FIGURE 3.

Enzymatic activity of PRMT1 and PRMT5 suppresses SG formation. U2OS cells were transfected with GFP, GFP-PRMT1, or GFP-PRMT5. Antibodies specific for GFP (top panels in a and d), asymmetric (ADMA) methyl modifications (a and g), and symmetric methyl modifications (SDMA) (b and h) were used in Western blot analysis. b and e, to measure effects of PRMT overexpression on SGs, cells expressing PRMT1 or PRMT5 were stressed with arsenite and processed for IFA with antibodies against G3BP1 in gray and Tia1 in red. c and f, bar graphs represent average number of SGs/cell in cells that did express (white bars) or did not express transgenes (gray bars), **, p < 0.01. i, enzymatic activities of PRMTs in HeLa cells were inhibited by PRMT1 inhibitor (PRMT1i), PRMT5 inhibitor (PRMT5i) or both together (PRMT1/5i).
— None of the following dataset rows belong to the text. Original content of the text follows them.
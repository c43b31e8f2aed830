//! Explicit per-session state.
//!
//! Passed into [`Orchestrator::start`](crate::Orchestrator::start); there is
//! no process-wide session state.

use serde::{Deserialize, Serialize};
use tempopilot_types::{Address, Quote, Result, SessionConfig};

use crate::outcome::WalletBalances;

/// How the session executes value-moving actions. Fixed at session start.
#[derive(Debug, Clone, Copy, PartialEq, Eq, Hash, Serialize, Deserialize)]
#[serde(rename_all = "lowercase")]
pub enum ExecutionMode {
    Simulated,
    Live,
}

impl std::fmt::Display for ExecutionMode {
    fn fmt(&self, f: &mut std::fmt::Formatter<'_>) -> std::fmt::Result {
        match self {
            Self::Simulated => write!(f, "simulated"),
            Self::Live => write!(f, "live"),
        }
    }
}

/// Result of the most recent network check.
#[derive(Debug, Clone, PartialEq, Eq, Serialize, Deserialize)]
#[serde(tag = "status", rename_all = "snake_case")]
pub enum NetworkStatus {
    NotChecked,
    /// Checked in simulated mode; nothing was contacted.
    Simulated,
    Ready { network_id: u64 },
    WrongNetwork { expected: u64, actual: u64 },
    CheckFailed { reason: String },
}

impl NetworkStatus {
    /// Whether the session may proceed past the network step.
    #[must_use]
    pub fn is_usable(&self) -> bool {
        matches!(self, Self::Simulated | Self::Ready { .. })
    }
}

impl std::fmt::Display for NetworkStatus {
    fn fmt(&self, f: &mut std::fmt::Formatter<'_>) -> std::fmt::Result {
        match self {
            Self::NotChecked => write!(f, "Not checked"),
            Self::Simulated => write!(f, "Simulated"),
            Self::Ready { network_id } => write!(f, "Network {network_id} OK"),
            Self::WrongNetwork { actual, .. } => write!(f, "Wrong network: {actual}"),
            Self::CheckFailed { .. } => write!(f, "Network check failed"),
        }
    }
}

/// State of one user session.
#[derive(Debug, Clone)]
pub struct SessionContext {
    pub config: SessionConfig,
    caller: Option<Address>,
    pub network_status: NetworkStatus,
    /// Most recently fetched quote. Replaced by every quote attempt.
    pub last_quote: Option<Quote>,
    pub wallet_balances: Option<WalletBalances>,
}

impl SessionContext {
    #[must_use]
    pub fn new(config: SessionConfig) -> Self {
        Self {
            config,
            caller: None,
            network_status: NetworkStatus::NotChecked,
            last_quote: None,
            wallet_balances: None,
        }
    }

    /// Set the caller wallet from a `0x` address. Clears cached balances.
    ///
    /// # Errors
    /// Returns `MalformedAddress` if `address` is not a 20-byte hex address.
    pub fn set_caller(&mut self, address: &str) -> Result<&Address> {
        let address = Address::parse(address)?;
        self.wallet_balances = None;
        Ok(self.caller.insert(address))
    }

    #[must_use]
    pub fn caller(&self) -> Option<&Address> {
        self.caller.as_ref()
    }
}

impl Default for SessionContext {
    fn default() -> Self {
        Self::new(SessionConfig::default())
    }
}
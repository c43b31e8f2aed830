//! Money conversions between decimal strings, integer minor units, and token
//! base units.
//!
//! The ledger never does floating point currency arithmetic: amounts enter as
//! decimal strings, are rounded once to whole minor units (cents), and stay
//! integers from then on.

use std::str::FromStr;

use rust_decimal::prelude::ToPrimitive;
use rust_decimal::{Decimal, RoundingStrategy};

use crate::constants::{CURRENCY_DECIMALS, MINOR_UNITS_PER_MAJOR};

/// Signed amount in minor currency units (cents).
pub type MinorUnits = i64;

/// Parse a decimal amount and round it to the nearest minor unit
/// (half away from zero).
///
/// Returns `None` for non-numeric or out-of-range input. Callers treat `None`
/// and `Some(0)` alike: there is nothing to do.
#[must_use]
pub fn to_minor_units(value: &str) -> Option<MinorUnits> {
    let trimmed = value.trim();
    if trimmed.is_empty() {
        return None;
    }
    let parsed = Decimal::from_str(trimmed)
        .or_else(|_| Decimal::from_scientific(trimmed))
        .ok()?;
    parsed
        .checked_mul(Decimal::from(MINOR_UNITS_PER_MAJOR))?
        .round_dp_with_strategy(0, RoundingStrategy::MidpointAwayFromZero)
        .to_i64()
}

/// Format minor units as a decimal string with exactly two places.
#[must_use]
pub fn to_decimal_string(minor_units: MinorUnits) -> String {
    format!("{:.2}", Decimal::new(minor_units, CURRENCY_DECIMALS))
}

/// Convert minor units (cents) to token base units with `decimals` places.
///
/// Returns `None` for negative amounts or on overflow.
#[must_use]
pub fn to_token_units(minor_units: MinorUnits, decimals: u32) -> Option<u128> {
    let cents = u128::try_from(minor_units).ok()?;
    let scale = 10u128.checked_pow(decimals)?;
    cents.checked_mul(scale).map(|v| v / 100)
}

/// Convert a positive decimal amount to token base units, truncating any
/// precision beyond `decimals`.
#[must_use]
pub fn decimal_to_token_units(amount: Decimal, decimals: u32) -> Option<u128> {
    if amount.is_sign_negative() {
        return None;
    }
    let scale = Decimal::from(10u64.checked_pow(decimals)?);
    amount.checked_mul(scale)?.trunc().to_u128()
}

/// Convert token base units back to a decimal amount.
#[must_use]
pub fn token_units_to_decimal(units: u128, decimals: u32) -> Option<Decimal> {
    let raw = i128::try_from(units).ok()?;
    Decimal::try_from_i128_with_scale(raw, decimals).ok()
}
HeLa cells were fixed after arsenite treatment and stained for SG markers G3BP1 in green and Tia1 in red. Yellow squares indicate regions depicted in vignettes, and the merged channel vignette is on the right of each series of three panels. j, quantification of average SGs/cell after inhibitor treatments. *, p < 0.05; **, p < 0.01; and ***, p < 0.001 versus DMSO-treated cells. The results shown are representative of three independent experiments in which 100 cells were counted in each. Original magnification: 63×.